(Beginning of Extracted entries)

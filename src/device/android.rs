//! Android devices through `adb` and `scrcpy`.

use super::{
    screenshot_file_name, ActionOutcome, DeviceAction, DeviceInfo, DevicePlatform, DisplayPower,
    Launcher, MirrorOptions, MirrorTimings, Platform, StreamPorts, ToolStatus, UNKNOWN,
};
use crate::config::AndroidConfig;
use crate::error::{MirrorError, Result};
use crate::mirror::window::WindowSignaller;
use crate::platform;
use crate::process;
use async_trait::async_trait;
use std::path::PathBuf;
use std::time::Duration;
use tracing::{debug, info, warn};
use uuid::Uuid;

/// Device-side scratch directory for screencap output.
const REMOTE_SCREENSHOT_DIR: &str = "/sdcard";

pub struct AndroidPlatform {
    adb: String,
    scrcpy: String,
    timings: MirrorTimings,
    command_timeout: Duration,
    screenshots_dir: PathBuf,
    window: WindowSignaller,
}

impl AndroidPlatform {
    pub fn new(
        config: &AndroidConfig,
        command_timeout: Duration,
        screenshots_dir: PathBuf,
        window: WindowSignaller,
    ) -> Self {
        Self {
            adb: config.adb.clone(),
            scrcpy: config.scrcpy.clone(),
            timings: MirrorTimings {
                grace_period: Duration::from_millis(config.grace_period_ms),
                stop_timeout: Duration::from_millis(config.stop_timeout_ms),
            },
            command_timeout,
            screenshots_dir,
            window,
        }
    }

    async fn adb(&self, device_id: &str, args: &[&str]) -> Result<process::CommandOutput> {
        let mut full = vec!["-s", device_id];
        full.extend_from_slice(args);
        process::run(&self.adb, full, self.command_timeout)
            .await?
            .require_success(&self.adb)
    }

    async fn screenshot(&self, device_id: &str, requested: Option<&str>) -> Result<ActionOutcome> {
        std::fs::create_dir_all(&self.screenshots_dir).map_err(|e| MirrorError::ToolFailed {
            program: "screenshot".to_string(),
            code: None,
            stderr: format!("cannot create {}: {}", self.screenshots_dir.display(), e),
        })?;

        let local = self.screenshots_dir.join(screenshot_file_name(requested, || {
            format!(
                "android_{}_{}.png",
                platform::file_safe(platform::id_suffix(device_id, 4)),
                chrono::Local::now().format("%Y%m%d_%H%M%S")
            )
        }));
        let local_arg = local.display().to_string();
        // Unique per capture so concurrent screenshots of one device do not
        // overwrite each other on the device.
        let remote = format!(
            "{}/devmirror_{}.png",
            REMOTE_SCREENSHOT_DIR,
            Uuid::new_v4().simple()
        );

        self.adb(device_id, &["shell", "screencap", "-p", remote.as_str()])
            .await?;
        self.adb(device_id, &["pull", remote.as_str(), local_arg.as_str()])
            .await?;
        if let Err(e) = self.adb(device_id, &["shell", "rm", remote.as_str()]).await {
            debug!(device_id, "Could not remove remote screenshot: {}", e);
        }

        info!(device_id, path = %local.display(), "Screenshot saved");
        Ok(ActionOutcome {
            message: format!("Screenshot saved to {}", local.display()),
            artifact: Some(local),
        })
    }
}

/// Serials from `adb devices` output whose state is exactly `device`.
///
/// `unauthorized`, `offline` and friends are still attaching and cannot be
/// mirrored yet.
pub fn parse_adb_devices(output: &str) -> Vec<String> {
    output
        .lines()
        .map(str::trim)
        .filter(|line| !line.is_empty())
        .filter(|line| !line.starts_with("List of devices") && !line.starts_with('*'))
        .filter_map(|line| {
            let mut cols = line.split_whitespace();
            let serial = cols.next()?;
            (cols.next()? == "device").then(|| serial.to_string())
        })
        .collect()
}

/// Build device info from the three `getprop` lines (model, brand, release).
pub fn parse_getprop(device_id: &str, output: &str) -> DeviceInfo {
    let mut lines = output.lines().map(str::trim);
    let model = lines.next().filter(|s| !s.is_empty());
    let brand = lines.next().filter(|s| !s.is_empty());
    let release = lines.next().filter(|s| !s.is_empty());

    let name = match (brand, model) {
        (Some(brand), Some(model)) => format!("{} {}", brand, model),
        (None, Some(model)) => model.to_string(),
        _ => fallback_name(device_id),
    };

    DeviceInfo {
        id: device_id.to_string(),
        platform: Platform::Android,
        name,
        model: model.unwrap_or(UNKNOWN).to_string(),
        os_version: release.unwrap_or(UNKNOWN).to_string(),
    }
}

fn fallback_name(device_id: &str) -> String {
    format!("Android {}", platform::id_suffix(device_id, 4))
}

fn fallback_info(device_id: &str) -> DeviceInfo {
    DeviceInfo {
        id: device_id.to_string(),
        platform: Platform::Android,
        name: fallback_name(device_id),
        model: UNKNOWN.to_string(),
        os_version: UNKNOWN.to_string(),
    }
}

(End of Extracted entries)

▶ **Exercise**: The whole listing needs repeating. Match each line exactly.

▶ **Answer space**:
filename src/device/android.rs
//! Android devices through `adb` and `scrcpy`.

use super::{
    screenshot_file_name, ActionOutcome, DeviceAction, DeviceInfo, DevicePlatform, DisplayPower,
    Launcher, MirrorOptions, MirrorTimings, Platform, StreamPorts, ToolStatus, UNKNOWN,
};
use crate::config::AndroidConfig;
use crate::error::{MirrorError, Result};
use crate::mirror::window::WindowSignaller;
use crate::platform;
use crate::process;
use async_trait::async_trait;
use std::path::PathBuf;
use std::time::Duration;
use tracing::{debug, info, warn};
use uuid::Uuid;

/// Device-side scratch directory for screencap output.
const REMOTE_SCREENSHOT_DIR: &str = "/sdcard";

pub struct AndroidPlatform {
    adb: String,
    scrcpy: String,
    timings: MirrorTimings,
    command_timeout: Duration,
    screenshots_dir: PathBuf,
    window: WindowSignaller,
}

impl AndroidPlatform {
    pub fn new(
        config: &AndroidConfig,
        command_timeout: Duration,
        screenshots_dir: PathBuf,
        window: WindowSignaller,
    ) -> Self {
        Self {
            adb: config.adb.clone(),
            scrcpy: config.scrcpy.clone(),
            timings: MirrorTimings {
                grace_period: Duration::from_millis(config.grace_period_ms),
                stop_timeout: Duration::from_millis(config.stop_timeout_ms),
            },
            command_timeout,
            screenshots_dir,
            window,
        }
    }

    async fn adb(&self, device_id: &str, args: &[&str]) -> Result<process::CommandOutput> {
        let mut full = vec!["-s", device_id];
        full.extend_from_slice(args);
        process::run(&self.adb, full, self.command_timeout)
            .await?
            .require_success(&self.adb)
    }

    async fn screenshot(&self, device_id: &str, requested: Option<&str>) -> Result<ActionOutcome> {
        std::fs::create_dir_all(&self.screenshots_dir).map_err(|e| MirrorError::ToolFailed {
            program: "screenshot".to_string(),
            code: None,
            stderr: format!("cannot create {}: {}", self.screenshots_dir.display(), e),
        })?;

        let local = self.screenshots_dir.join(screenshot_file_name(requested, || {
            format!(
                "android_{}_{}.png",
                platform::file_safe(platform::id_suffix(device_id, 4)),
                chrono::Local::now().format("%Y%m%d_%H%M%S")
            )
        }));
        let local_arg = local.display().to_string();
        // Unique per capture so concurrent screenshots of one device do not
        // overwrite each other on the device.
        let remote = format!(
            "{}/devmirror_{}.png",
            REMOTE_SCREENSHOT_DIR,
            Uuid::new_v4().simple()
        );

        self.adb(device_id, &["shell", "screencap", "-p", remote.as_str()])
            .await?;
        self.adb(device_id, &["pull", remote.as_str(), local_arg.as_str()])
            .await?;
        if let Err(e) = self.adb(device_id, &["shell", "rm", remote.as_str()]).await {
            debug!(device_id, "Could not remove remote screenshot: {}", e);
        }

        info!(device_id, path = %local.display(), "Screenshot saved");
        Ok(ActionOutcome {
            message: format!("Screenshot saved to {}", local.display()),
            artifact: Some(local),
        })
    }
}

/// Serials from `adb devices` output whose state is exactly `device`.
///
/// `unauthorized`, `offline` and friends are still attaching and cannot be
/// mirrored yet.
pub fn parse_adb_devices(output: &str) -> Vec<String> {
    output
        .lines()
        .map(str::trim)
        .filter(|line| !line.is_empty())
        .filter(|line| !line.starts_with("List of devices") && !line.starts_with('*'))
        .filter_map(|line| {
            let mut cols = line.split_whitespace();
            let serial = cols.next()?;
            (cols.next()? == "device").then(|| serial.to_string())
        })
        .collect()
}

/// Build device info from the three `getprop` lines (model, brand, release).
pub fn parse_getprop(device_id: &str, output: &str) -> DeviceInfo {
    let mut lines = output.lines().map(str::trim);
    let model = lines.next().filter(|s| !s.is_empty());
    let brand = lines.next().filter(|s| !s.is_empty());
    let release = lines.next().filter(|s| !s.is_empty());

    let name = match (brand, model) {
        (Some(brand), Some(model)) => format!("{} {}", brand, model),
        (None, Some(model)) => model.to_string(),
        _ => fallback_name(device_id),
    };

    DeviceInfo {
        id: device_id.to_string(),
        platform: Platform::Android,
        name,
        model: model.unwrap_or(UNKNOWN).to_string(),
        os_version: release.unwrap_or(UNKNOWN).to_string(),
    }
}

fn fallback_name(device_id: &str) -> String {
    format!("Android {}", platform::id_suffix(device_id, 4))
}

fn fallback_info(device_id: &str) -> DeviceInfo {
    DeviceInfo {
        id: device_id.to_string(),
        platform: Platform::Android,
        name: fallback_name(device_id),
        model: UNKNOWN.to_string(),
        os_version: UNKNOWN.to_string(),
    }
}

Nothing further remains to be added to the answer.